Kesannya, konstitusi itu meringankan kewajiban puasa dan pantang, namun uskup itu mengingatkan ketentuan dalamnya khususnya tugas konferensi para uskup untuk mengganti pantang dan puasa seluruhnya atau sebagian dengan bentuk-bentuk penitensi lain dan khususnya karya-karya amal kasih dan latihan-latihan kesalehan.
Berdasarkan tugas itu, KWI menekankan seluruh masa puasa sekarang yang lebih lazim disebut Masa Prapaskah adalah waktu bertapa dengan kesadaran dan kerelaan melakukan karya amal dan pantang menurut pilihan masing-masing selain yang diwajibkan. “Tapi ketetapan penting dan bermakna besar ialah secara khusus diminta perhatian untuk APP, yaitu mengumpulkan dana yang diperoleh dari usaha puasa dan pantang secara perorangan atau secara bersama,” tegas Mgr Liku-Ada’.

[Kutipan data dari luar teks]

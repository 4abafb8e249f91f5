//! Core data types for serialgraph
//!
//! This module contains the fundamental values passed between the acquisition
//! backend and the rendering frontend.
//!
//! # Main Types
//!
//! - [`ColumnCount`] - Detected number of delimited fields per input line
//! - [`Record`] - One accepted row: elapsed milliseconds followed by one value per column
//! - [`RangeLimits`] - Inclusive validity range used for out-of-range substitution
//! - [`ColumnMode`] - Which sequence is used as the shared x axis when plotting
//! - [`AcquisitionStats`] - Diagnostic counters published by the backend
//! - [`Series`] - One drawable `(x, y, label)` triple handed to a renderer

use serde::{Deserialize, Serialize};
use std::num::NonZeroUsize;

/// Canonical number of delimited fields per record.
///
/// Always at least one; constant for a session once detected.
#[derive(Debug, Clone, Copy, PartialEq, Eq, Hash, PartialOrd, Ord)]
pub struct ColumnCount(NonZeroUsize);

impl ColumnCount {
    /// Create a column count, returning `None` for zero
    pub fn new(count: usize) -> Option<Self> {
        NonZeroUsize::new(count).map(Self)
    }

    /// Number of data columns (excluding the elapsed-time column)
    #[inline]
    pub fn get(self) -> usize {
        self.0.get()
    }

    /// Number of sequences in a record or store (data columns + elapsed time)
    #[inline]
    pub fn record_width(self) -> usize {
        self.0.get() + 1
    }
}

impl std::fmt::Display for ColumnCount {
    fn fmt(&self, f: &mut std::fmt::Formatter<'_>) -> std::fmt::Result {
        write!(f, "{}", self.0)
    }
}

/// One accepted row of samples.
///
/// Index 0 holds the elapsed milliseconds since streaming started, indices
/// `1..=columns` hold the validated column values.
#[derive(Debug, Clone, PartialEq)]
pub struct Record {
    values: Vec<f64>,
}

impl Record {
    /// Build a record from the elapsed time and the column values
    pub fn new(elapsed_ms: f64, fields: impl IntoIterator<Item = f64>) -> Self {
        let mut values = vec![elapsed_ms];
        values.extend(fields);
        Self { values }
    }

    /// Elapsed milliseconds since streaming started
    pub fn elapsed_ms(&self) -> f64 {
        self.values[0]
    }

    /// Column values, without the elapsed-time field
    pub fn fields(&self) -> &[f64] {
        &self.values[1..]
    }

    /// All values including the elapsed-time field
    pub fn values(&self) -> &[f64] {
        &self.values
    }

    /// Number of values including the elapsed-time field
    pub fn width(&self) -> usize {
        self.values.len()
    }

    /// Render as a comma-joined log row (no line terminator)
    pub fn to_csv_row(&self) -> String {
        self.values
            .iter()
            .map(|v| v.to_string())
            .collect::<Vec<_>>()
            .join(",")
    }
}

/// Inclusive range of plausible readings.
///
/// Values outside the range (and NaN) are replaced with the column's last
/// in-range value instead of being recorded.
#[derive(Debug, Clone, Copy, PartialEq, Serialize, Deserialize)]
pub struct RangeLimits {
    pub min: f64,
    pub max: f64,
}

impl RangeLimits {
    pub fn new(min: f64, max: f64) -> Self {
        Self { min, max }
    }

    /// Check whether a reading is inside the range (bounds inclusive)
    #[inline]
    pub fn contains(&self, value: f64) -> bool {
        value >= self.min && value <= self.max
    }
}

impl Default for RangeLimits {
    fn default() -> Self {
        Self {
            min: -30_000_000_000.0,
            max: 30_000_000_000.0,
        }
    }
}

/// Selection of the shared x axis for plotting
#[derive(Debug, Clone, Copy, PartialEq, Eq, Serialize, Deserialize, Default)]
#[serde(rename_all = "snake_case")]
pub enum ColumnMode {
    /// Mode 0: every detected column is plotted against elapsed time
    ElapsedTime,
    /// Mode 1: the first detected column is the x axis for the remaining columns
    #[default]
    FirstColumn,
}

impl ColumnMode {
    /// Map the numeric command line selector to a mode
    pub fn from_index(index: u8) -> Option<Self> {
        match index {
            0 => Some(ColumnMode::ElapsedTime),
            1 => Some(ColumnMode::FirstColumn),
            _ => None,
        }
    }

    /// Numeric selector as accepted on the command line
    pub fn index(&self) -> u8 {
        match self {
            ColumnMode::ElapsedTime => 0,
            ColumnMode::FirstColumn => 1,
        }
    }

    /// Store sequence index used as the x axis
    pub fn x_sequence(&self) -> usize {
        match self {
            ColumnMode::ElapsedTime => 0,
            ColumnMode::FirstColumn => 1,
        }
    }

    /// Store sequence indices plotted as y series for a given column count
    pub fn y_sequences(&self, columns: ColumnCount) -> std::ops::RangeInclusive<usize> {
        match self {
            ColumnMode::ElapsedTime => 1..=columns.get(),
            ColumnMode::FirstColumn => 2..=columns.get(),
        }
    }

    /// Axis label for the x axis
    pub fn x_label(&self) -> &'static str {
        match self {
            ColumnMode::ElapsedTime => "Time (ms)",
            ColumnMode::FirstColumn => "First column",
        }
    }
}

impl std::fmt::Display for ColumnMode {
    fn fmt(&self, f: &mut std::fmt::Formatter<'_>) -> std::fmt::Result {
        match self {
            ColumnMode::ElapsedTime => write!(f, "elapsed time (0)"),
            ColumnMode::FirstColumn => write!(f, "first column (1)"),
        }
    }
}

/// Statistics about the acquisition session
#[derive(Debug, Clone, Default, PartialEq)]
pub struct AcquisitionStats {
    /// Total bytes read from the transport
    pub bytes_read: u64,
    /// Complete lines produced by the framer while streaming
    pub lines_framed: u64,
    /// Rows accepted into the sample store
    pub records_accepted: u64,
    /// Rows dropped because the field count did not match
    pub rejected_field_count: u64,
    /// Rows dropped because a field was not a number
    pub rejected_invalid_number: u64,
    /// Rows dropped because they were not valid UTF-8
    pub rejected_encoding: u64,
    /// Individual fields replaced by their last in-range value
    pub substitutions: u64,
    /// Rows that could not be written to the log sink
    pub log_failures: u64,
    /// Current effective row rate in Hz
    pub effective_row_rate: f64,
}

impl AcquisitionStats {
    /// Total number of dropped rows
    pub fn rejected(&self) -> u64 {
        self.rejected_field_count + self.rejected_invalid_number + self.rejected_encoding
    }

    /// Percentage of framed lines that became records
    pub fn acceptance_rate(&self) -> f64 {
        let total = self.records_accepted + self.rejected();
        if total == 0 {
            100.0
        } else {
            (self.records_accepted as f64 / total as f64) * 100.0
        }
    }
}

/// A single drawable series handed to a renderer
#[derive(Debug, Clone, PartialEq)]
pub struct Series {
    /// Store sequence index of the y values
    pub sequence: usize,
    /// Legend label
    pub label: String,
    /// Interleaved `[x, y]` points
    pub points: Vec<[f64; 2]>,
}

impl Series {
    /// Pair x and y values into plot points; both slices must have equal length
    pub fn new(sequence: usize, label: impl Into<String>, x: &[f64], y: &[f64]) -> Self {
        let points = x.iter().zip(y).map(|(&x, &y)| [x, y]).collect();
        Self {
            sequence,
            label: label.into(),
            points,
        }
    }

    pub fn len(&self) -> usize {
        self.points.len()
    }

    pub fn is_empty(&self) -> bool {
        self.points.is_empty()
    }
}

/// Legend label for the n-th plotted series (1-based)
pub fn column_label(ordinal: usize) -> String {
    format!("C {}", ordinal)
}

/// Generate a distinct color based on an index
/// Uses the golden ratio to spread hues evenly across the color wheel
pub fn series_color(index: usize) -> [u8; 4] {
    const GOLDEN_RATIO: f32 = 0.618_034;

    let hue = ((index as f32 * GOLDEN_RATIO) % 1.0) * 360.0;
    let (r, g, b) = hsv_to_rgb(hue, 0.7, 0.85);
    [r, g, b, 255]
}

/// Convert HSV (hue 0-360, saturation 0-1, value 0-1) to RGB
fn hsv_to_rgb(h: f32, s: f32, v: f32) -> (u8, u8, u8) {
    let c = v * s;
    let x = c * (1.0 - ((h / 60.0) % 2.0 - 1.0).abs());
    let m = v - c;

    let (r, g, b) = match h as u32 {
        0..=59 => (c, x, 0.0),
        60..=119 => (x, c, 0.0),
        120..=179 => (0.0, c, x),
        180..=239 => (0.0, x, c),
        240..=299 => (x, 0.0, c),
        _ => (c, 0.0, x),
    };

    (
        ((r + m) * 255.0) as u8,
        ((g + m) * 255.0) as u8,
        ((b + m) * 255.0) as u8,
    )
}
//! Headless mode: periodic text summaries instead of a window
//!
//! Runs the same [`RenderLoop`] as the GUI with a [`Renderer`] that logs the
//! latest value of each series. The loop returns once the worker reports
//! [`AcquisitionEvent::Ended`].

use std::time::{Duration, Instant};

use super::render_loop::{RenderLoop, Renderer, TickOutcome};
use crate::backend::{AcquisitionEvent, FrontendReceiver};
use crate::config::AppConfig;
use crate::error::Result;
use crate::types::{AcquisitionStats, Series};

/// Logs one line per drawn frame
#[derive(Debug, Default)]
pub struct HeadlessRenderer {
    last_summary: Option<String>,
    frames: u64,
}

impl HeadlessRenderer {
    pub fn new() -> Self {
        Self::default()
    }

    /// The most recent summary line
    pub fn last_summary(&self) -> Option<&str> {
        self.last_summary.as_deref()
    }

    pub fn frames(&self) -> u64 {
        self.frames
    }
}

/// `C 1=0.5 C 2=3` from the last point of each series
pub fn summarize(series: &[Series]) -> String {
    let parts: Vec<String> = series
        .iter()
        .filter_map(|s| s.points.last().map(|[_, y]| format!("{}={}", s.label, y)))
        .collect();
    if parts.is_empty() {
        "no samples".to_string()
    } else {
        parts.join(" ")
    }
}

impl Renderer for HeadlessRenderer {
    fn draw(&mut self, series: &[Series]) -> Result<()> {
        let summary = summarize(series);
        tracing::info!("{}", summary);
        self.last_summary = Some(summary);
        self.frames += 1;
        Ok(())
    }
}

/// Drive the render loop until the session ends
pub fn run_headless(frontend: &FrontendReceiver, config: &AppConfig) -> Result<AcquisitionStats> {
    let interval = Duration::from_millis(config.render.headless_interval_ms.max(1));
    let mut render = RenderLoop::from_config(&config.render);
    let mut renderer = HeadlessRenderer::new();
    let mut stats = AcquisitionStats::default();
    let mut next_tick = Instant::now() + interval;

    loop {
        let wait = next_tick.saturating_duration_since(Instant::now());
        let mut ended = false;

        if let Some(event) = frontend.recv_timeout(wait) {
            match event {
                AcquisitionEvent::StateChanged(state) => {
                    tracing::info!("Session state: {}", state);
                }
                AcquisitionEvent::ColumnsDetected(columns) => {
                    tracing::info!("Detected {} columns", columns);
                }
                AcquisitionEvent::Stats(latest) => stats = latest,
                AcquisitionEvent::DataReady { .. } => {}
                AcquisitionEvent::Ended { state, error } => {
                    match error {
                        Some(e) => tracing::warn!("Session ended ({}): {}", state, e),
                        None => tracing::info!("Session ended ({})", state),
                    }
                    ended = true;
                }
            }
        } else if frontend.state().is_terminal() {
            // worker gone without a final event
            ended = true;
        }

        if ended || Instant::now() >= next_tick {
            let outcome = render.tick(frontend.session(), &mut renderer)?;
            if let TickOutcome::Drawn { points, skews, .. } = outcome {
                tracing::debug!(
                    "{} points, {} skewed, {:.1} rows/s, {} rejected",
                    points,
                    skews.len(),
                    stats.effective_row_rate,
                    stats.rejected()
                );
            }
            next_tick = Instant::now() + interval;
        }

        if ended {
            return Ok(stats);
        }
    }
}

Selama puluhan tahun, lanjut prelatus itu, umat Katolik Indonesia di keuskupan dengan koordinasi Komisi PSE KWI dalam kerja sama dengan komisi PSE keuskupan menjalankan Gerakan APP Nasional, yang “merupakan upaya membangun budaya alternatif dilandasi spiritualitas kasih dalam mewujudnyatakan pesan Kitab Suci.”
Seraya mengutip beberapa ayat Kitab Suci, Mgr Liku-Ada’ mengatakan, berbeda dengan agama-agama lain, puasa bukan mati raga, karena makanan adalah pemberian Allah, puasa berarti merendahkan diri sendiri, menyatakan sikap ketergantungan kepada Allah, dan dipraktekkan sebagai persiapan untuk bertemu Allah, untuk menyatakan ratap pribadi, untuk memohon karunia, untuk memohon pengampunan kolektif atau individual, untuk memohon terang ilahi, dan sebelum memulai suatu misi.
Mgr Liku-Ada’ mengingatkan tiga relasi dasar hidup manusia, yaitu hubungan dengan diri sendiri dengan mengurangi makan dan berpantang, hubungan dengan sesama dengan memberi sedekah, dan hubungan dengan Tuhan dengan doa. “Gerakan APP Nasional mengemas hal itu dalam kegiatan selama Masa Prapaskah. Komisi PSE KWI menetapkan renungan dari tahun ke tahun dan merumuskannya dalam garis besar, selanjutnya Komisi PSE Keuskupan mengelola pertemuan bernuansa ibadah, aksi pengumpulan dana hasil usaha puasa dan pantang di paroki dan sekolah.
Dari dana itu sejumlah uang digunakan oleh Yayasan Karina (Caritas Indonesia) yang berupaya mengurangi dampak krisis kemanusiaan dan oleh Dana Solidaritas Antar Keuskupan yang membantu sarana peribadatan di keuskupan termasuk pelatihan atau kursus para pelayanan, imam, katekis, berkaitan dengan dimensi relasi dengan Tuhan.
“Kata kunci dalam Gerakan APP adalah P terakhir, pembangunan. Prinsip APP membantu orang agar akhirnya mampu membantu diri sendiri” dengan tidak memberi nasi bagi yang membutuhkan tapi pacul, dan tidak memberi ikan bagi yang membutuhkan tapi kail.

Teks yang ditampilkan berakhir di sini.